Hal tersebut disampaikan oleh Direktur Pena Masyarakat, Mad Haer Effendy. Kepada BANPOS, pria yang akrab disapa Aeng tersebut mengatakan, peristiwa yang dialami oleh masyarakat Pulau Rempang, setali tiga uang dengan Pulau Sangiang. Masyarakat dipaksa untuk hengkang dari tanah leluhurnya, demi investor.
“Berbicara kondisi hari ini, tanah Rempang dirampas oleh investor. Dan ini juga sangat dikuatkan oleh keinginan pemerintah, untuk terus memaksa pembangunan investasi terjadi. Ini sama juga kejadiannya dengan di Pulau Sangiang,” ujarnya kepada BANPOS, Senin (18/9).
Ia menuturkan, pemerintah sejak tahun 1990-an hingga saat ini, terus memaksakan investasi ditanam di pulau yang berada di Selat Sunda tersebut. Padahal menurutnya, rencana investasi yang hendak dilakukan di Pulau Sangiang, tidak sesuai dengan keinginan masyarakat.
“Kenapa saya bilang kejadian di Rempang dan di Sangiang sama, karena pemerintah tidak melihat dan mendengarkan keinginan masyarakat yang ada di wilayah tersebut. Padahal di kedua pulau itu bukan pulau tanpa penghuni, ada masyarakat yang sudah lama mendiami di sana,” ungkapnya.
Seperti yang disampaikan pada edisi Indepth Pulau Sangiang sebelumnya, Aeng menegaskan bahwa Pulau Sangiang memiliki nilai sejarah tersendiri, yang berkaitan dengan Kesultanan Lampung. Pulau tersebut menurutnya, merupakan pemberian dari Sultan Lampung, untuk warga Lampung yang ada di Banten, tepatnya di Desa Cikoneng.

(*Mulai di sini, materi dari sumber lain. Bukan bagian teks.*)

pub mod config;
pub mod domain;
pub mod inbound;
pub mod outbound;

pub use domain::user;
pub use outbound::repositories;
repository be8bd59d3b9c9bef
//! Authentication utilities library
//!
//! Provides the credential primitives the account service builds on:
//! - Password hashing (Argon2id)
//! - JWT encoding and validation with an injectable clock
//! - Access/refresh token pairs signed with per-purpose secrets
//!
//! Services define their own authentication traits and adapt these
//! implementations.
//!
//! # Examples
//!
//! ## Password Hashing
//! ```
//! use auth::PasswordHasher;
//!
//! let hasher = PasswordHasher::new();
//! let hash = hasher.hash("my_password").unwrap();
//! assert!(hasher.verify("my_password", &hash));
//! assert!(!hasher.verify("not_my_password", &hash));
//! ```
//!
//! ## Token Pairs
//! ```
//! use std::time::Duration;
//!
//! use auth::{TokenPurpose, TokenService, TokenServiceConfig, TokenSettings};
//! use uuid::Uuid;
//!
//! let service = TokenService::new(TokenServiceConfig {
//!     issuer: "accounts".to_string(),
//!     audience: "api".to_string(),
//!     access: TokenSettings::new("access_secret_at_least_32_bytes_long!", Duration::from_secs(900)),
//!     refresh: TokenSettings::new("refresh_secret_at_least_32_bytes_long", Duration::from_secs(86400)),
//! })
//! .unwrap();
//!
//! let user_id = Uuid::now_v7();
//! let pair = service.issue_pair(user_id).unwrap();
//!
//! assert_eq!(service.validate(&pair.access_token, TokenPurpose::Access).unwrap(), user_id);
//! assert!(service.validate(&pair.access_token, TokenPurpose::Refresh).is_err());
//! ```

pub mod jwt;
pub mod password;
pub mod tokens;

// Re-export commonly used items
pub use jwt::Claims;
pub use jwt::Clock;
pub use jwt::FixedClock;
pub use jwt::JwtError;
pub use jwt::JwtHandler;
pub use jwt::SystemClock;
pub use password::PasswordError;
pub use password::PasswordHasher;
pub use tokens::TokenConfigError;
pub use tokens::TokenPair;
pub use tokens::TokenPurpose;
pub use tokens::TokenService;
pub use tokens::TokenServiceConfig;
pub use tokens::TokenSettings;
/// Access and refresh tokens issued together for one user.
#[derive(Debug, Clone, PartialEq, Eq)]
pub struct AuthTokens {
    pub access_token: String,
    pub refresh_token: String,
}
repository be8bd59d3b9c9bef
use async_trait::async_trait;

use crate::domain::user::models::ChangePasswordCommand;
use crate::domain::user::models::LoginCommand;
use crate::domain::user::models::Password;
use crate::domain::user::models::RegisterUserCommand;
use crate::domain::user::models::UpdateUserCommand;
use crate::domain::user::models::User;
use crate::domain::user::models::UserChanges;
use crate::domain::user::models::UserId;
use crate::user::errors::UserError;
use crate::user::models::EmailAddress;
use crate::user::models::Username;

/// Port for credential lifecycle operations.
#[async_trait]
pub trait UserServicePort: Send + Sync + 'static {
    /// Register a new user, storing only the hash of their password.
    ///
    /// # Errors
    /// * `UsernameAlreadyExists` - Username is already taken
    /// * `EmailAlreadyExists` - Email is already registered
    /// * `Password` - Hashing failed
    /// * `DatabaseError` - Database operation failed
    async fn register(&self, command: RegisterUserCommand) -> Result<User, UserError>;

    /// Check a username/password pair.
    ///
    /// # Errors
    /// * `InvalidCredentials` - Unknown username or wrong password (not distinguished)
    /// * `DatabaseError` - Database operation failed
    async fn login(&self, command: LoginCommand) -> Result<User, UserError>;

    /// Retrieve user by unique identifier.
    ///
    /// # Errors
    /// * `NotFound` - User does not exist
    /// * `DatabaseError` - Database operation failed
    async fn get_user(&self, id: &UserId) -> Result<User, UserError>;

    /// Update profile fields.
    ///
    /// # Errors
    /// * `NotFound` - User does not exist
    /// * `UsernameAlreadyExists` - New username is already taken
    /// * `EmailAlreadyExists` - New email is already registered
    /// * `DatabaseError` - Database operation failed
    async fn update_user(&self, id: &UserId, command: UpdateUserCommand)
        -> Result<User, UserError>;

    /// Re-confirm a user's password before a destructive operation.
    ///
    /// # Errors
    /// * `Validation` - Password does not match
    /// * `NotFound` - User does not exist
    async fn verify_password(&self, id: &UserId, password: &Password) -> Result<(), UserError>;

    /// Replace the password after checking the current one.
    ///
    /// # Errors
    /// * `Validation` - Current password does not match
    /// * `NotFound` - User does not exist
    /// * `Password` - Hashing failed
    async fn change_password(
        &self,
        id: &UserId,
        command: ChangePasswordCommand,
    ) -> Result<(), UserError>;

    /// Delete an account. Callers confirm the password first.
    ///
    /// # Errors
    /// * `NotFound` - User does not exist
    /// * `DatabaseError` - Database operation failed
    async fn delete_user(&self, id: &UserId) -> Result<(), UserError>;
}

/// Persistence operations for user aggregate.
///
/// Each write is a single atomic operation.
#[async_trait]
pub trait UserRepository: Send + Sync + 'static {
    /// Persist new user to storage.
    ///
    /// # Errors
    /// * `UsernameAlreadyExists` - Username is already taken
    /// * `EmailAlreadyExists` - Email is already registered
    /// * `DatabaseError` - Database operation failed
    async fn create(&self, user: User) -> Result<User, UserError>;

    /// Retrieve user by identifier.
    ///
    /// # Returns
    /// Optional user entity (None if not found)
    async fn find_by_id(&self, id: &UserId) -> Result<Option<User>, UserError>;

    /// Retrieve user by username.
    ///
    /// # Returns
    /// Optional user entity (None if not found)
    async fn find_by_username(&self, username: &Username) -> Result<Option<User>, UserError>;

    /// Retrieve user by email address.
    ///
    /// # Returns
    /// Optional user entity (None if not found)
    async fn find_by_email(&self, email: &EmailAddress) -> Result<Option<User>, UserError>;

    /// Apply a partial update.
    ///
    /// # Returns
    /// Updated user entity
    ///
    /// # Errors
    /// * `NotFound` - User does not exist
    /// * `UsernameAlreadyExists` - New username is already taken
    /// * `EmailAlreadyExists` - New email is already registered
    /// * `DatabaseError` - Database operation failed
    async fn update(&self, id: &UserId, changes: UserChanges) -> Result<User, UserError>;

    /// Remove user from storage.
    ///
    /// # Errors
    /// * `NotFound` - User does not exist
    /// * `DatabaseError` - Database operation failed
    async fn delete(&self, id: &UserId) -> Result<(), UserError>;
}
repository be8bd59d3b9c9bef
pub mod http;
use axum::extract::State;
use axum::http::StatusCode;
use serde::Deserialize;

use super::ApiError;
use super::ApiSuccess;
use super::MessageData;
use super::ValidJson;
use crate::domain::user::models::Password;
use crate::inbound::http::middleware::AuthenticatedUser;
use crate::inbound::http::router::AppState;
use crate::user::ports::UserServicePort;

#[derive(Deserialize)]
pub struct DeleteAccountRequest {
    password: String,
}

/// Delete the caller's account after re-checking their password.
pub async fn delete_current_user(
    State(state): State<AppState>,
    user: AuthenticatedUser,
    ValidJson(req): ValidJson<DeleteAccountRequest>,
) -> Result<ApiSuccess<MessageData>, ApiError> {
    let user_id = user.user_id();

    state
        .user_service
        .verify_password(&user_id, &Password::candidate(req.password))
        .await?;
    state.user_service.delete_user(&user_id).await?;

    Ok(ApiSuccess::new(
        StatusCode::OK,
        MessageData::new("account deleted"),
    ))
}
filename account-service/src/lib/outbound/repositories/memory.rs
use std::collections::HashMap;
use std::sync::Arc;

use async_trait::async_trait;
use chrono::Utc;
use tokio::sync::RwLock;

use crate::domain::user::models::EmailAddress;
use crate::domain::user::models::User;
use crate::domain::user::models::UserChanges;
use crate::domain::user::models::UserId;
use crate::domain::user::models::Username;
use crate::domain::user::ports::UserRepository;
use crate::user::errors::UserError;

/// Process-local UserRepository backed by a map.
///
/// Enforces the same uniqueness rules as the users table. The lock is held
/// for one operation at a time, so check-and-write is atomic.
#[derive(Debug, Clone, Default)]
pub struct InMemoryUserRepository {
    users: Arc<RwLock<HashMap<UserId, User>>>,
}

impl InMemoryUserRepository {
    pub fn new() -> Self {
        Self::default()
    }
}

fn ensure_unique(
    users: &HashMap<UserId, User>,
    id: &UserId,
    username: Option<&Username>,
    email: Option<&EmailAddress>,
) -> Result<(), UserError> {
    for other in users.values().filter(|other| other.id != *id) {
        if let Some(username) = username {
            if other.username == *username {
                return Err(UserError::UsernameAlreadyExists(username.to_string()));
            }
        }
        if let Some(email) = email {
            if other.email.as_ref() == Some(email) {
                return Err(UserError::EmailAlreadyExists(email.as_str().to_string()));
            }
        }
    }
    Ok(())
}

#[async_trait]
impl UserRepository for InMemoryUserRepository {
    async fn create(&self, user: User) -> Result<User, UserError> {
        let mut users = self.users.write().await;

        ensure_unique(&users, &user.id, Some(&user.username), user.email.as_ref())?;
        users.insert(user.id, user.clone());

        tracing::debug!(user_id = %user.id, "User stored in memory");
        Ok(user)
    }

    async fn find_by_id(&self, id: &UserId) -> Result<Option<User>, UserError> {
        Ok(self.users.read().await.get(id).cloned())
    }

    async fn find_by_username(&self, username: &Username) -> Result<Option<User>, UserError> {
        Ok(self
            .users
            .read()
            .await
            .values()
            .find(|user| user.username == *username)
            .cloned())
    }

    async fn find_by_email(&self, email: &EmailAddress) -> Result<Option<User>, UserError> {
        Ok(self
            .users
            .read()
            .await
            .values()
            .find(|user| user.email.as_ref() == Some(email))
            .cloned())
    }

    async fn update(&self, id: &UserId, changes: UserChanges) -> Result<User, UserError> {
        let mut users = self.users.write().await;

        if !users.contains_key(id) {
            return Err(UserError::NotFound(id.to_string()));
        }
        ensure_unique(&users, id, changes.username.as_ref(), changes.email.as_ref())?;

        let user = users
            .get_mut(id)
            .ok_or_else(|| UserError::NotFound(id.to_string()))?;
        changes.apply_to(user, Utc::now());

        Ok(user.clone())
    }

    async fn delete(&self, id: &UserId) -> Result<(), UserError> {
        self.users
            .write()
            .await
            .remove(id)
            .map(|_| ())
            .ok_or_else(|| UserError::NotFound(id.to_string()))
    }
}

#[cfg(test)]
mod tests {
    use super::*;
    use crate::domain::user::models::DisplayName;

    fn user(username: &str, email: Option<&str>) -> User {
        let now = Utc::now();
        User {
            id: UserId::new(),
            name: DisplayName::new("Someone".to_string()).unwrap(),
            username: Username::new(username.to_string()).unwrap(),
            email: email.map(|e| EmailAddress::new(e.to_string()).unwrap()),
            password_hash: "$argon2id$placeholder".to_string(),
            created_at: now,
            updated_at: now,
        }
    }

    #[tokio::test]
    async fn test_create_and_find() {
        let repository = InMemoryUserRepository::new();
        let created = repository
            .create(user("carol", Some("carol@example.com")))
            .await
            .unwrap();

        let by_id = repository.find_by_id(&created.id).await.unwrap().unwrap();
        assert_eq!(by_id.username.as_str(), "carol");

        let by_username = repository
            .find_by_username(&Username::new("carol".to_string()).unwrap())
            .await
            .unwrap();
        assert!(by_username.is_some());

        let by_email = repository
            .find_by_email(&EmailAddress::new("carol@example.com".to_string()).unwrap())
            .await
            .unwrap();
        assert_eq!(by_email.map(|u| u.id), Some(created.id));
    }

    #[tokio::test]
    async fn test_create_conflicts() {
        let repository = InMemoryUserRepository::new();
        repository
            .create(user("carol", Some("carol@example.com")))
            .await
            .unwrap();

        let same_username = repository.create(user("carol", None)).await;
        assert!(matches!(
            same_username,
            Err(UserError::UsernameAlreadyExists(_))
        ));

        let same_email = repository
            .create(user("dave", Some("carol@example.com")))
            .await;
        assert!(matches!(same_email, Err(UserError::EmailAlreadyExists(_))));
    }

    #[tokio::test]
    async fn test_update_rejects_taken_username() {
        let repository = InMemoryUserRepository::new();
        repository.create(user("carol", None)).await.unwrap();
        let dave = repository.create(user("dave", None)).await.unwrap();

        let result = repository
            .update(
                &dave.id,
                UserChanges {
                    username: Some(Username::new("carol".to_string()).unwrap()),
                    ..Default::default()
                },
            )
            .await;
        assert!(matches!(result, Err(UserError::UsernameAlreadyExists(_))));

        let renamed = repository
            .update(
                &dave.id,
                UserChanges {
                    username: Some(Username::new("david".to_string()).unwrap()),
                    ..Default::default()
                },
            )
            .await
            .unwrap();
        assert_eq!(renamed.username.as_str(), "david");
    }

    #[tokio::test]
    async fn test_missing_user() {
        let repository = InMemoryUserRepository::new();
        let id = UserId::new();

        assert!(repository.find_by_id(&id).await.unwrap().is_none());
        assert!(matches!(
            repository.update(&id, UserChanges::default()).await,
            Err(UserError::NotFound(_))
        ));
        assert!(matches!(
            repository.delete(&id).await,
            Err(UserError::NotFound(_))
        ));
    }

    #[tokio::test]
    async fn test_update_missing_user_with_taken_username() {
        let repository = InMemoryUserRepository::new();
        repository.create(user("carol", None)).await.unwrap();

        let result = repository
            .update(
                &UserId::new(),
                UserChanges {
                    username: Some(Username::new("carol".to_string()).unwrap()),
                    ..Default::default()
                },
            )
            .await;
        assert!(matches!(result, Err(UserError::NotFound(_))));
    }
}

“Masyarakat pun mengelola, berkehidupan, dari sumber daya alam yang ada di Pulau Sangiang itu. Lalu datang investor yang membatasi kegiatan masyarakat, hingga akhirnya masyarakat tidak bisa berkembang di sana, tidak ada sekolah, tidak ada fasilitas kesehatan. Pemerintah pun tidak melihat ke arah sana,” tuturnya.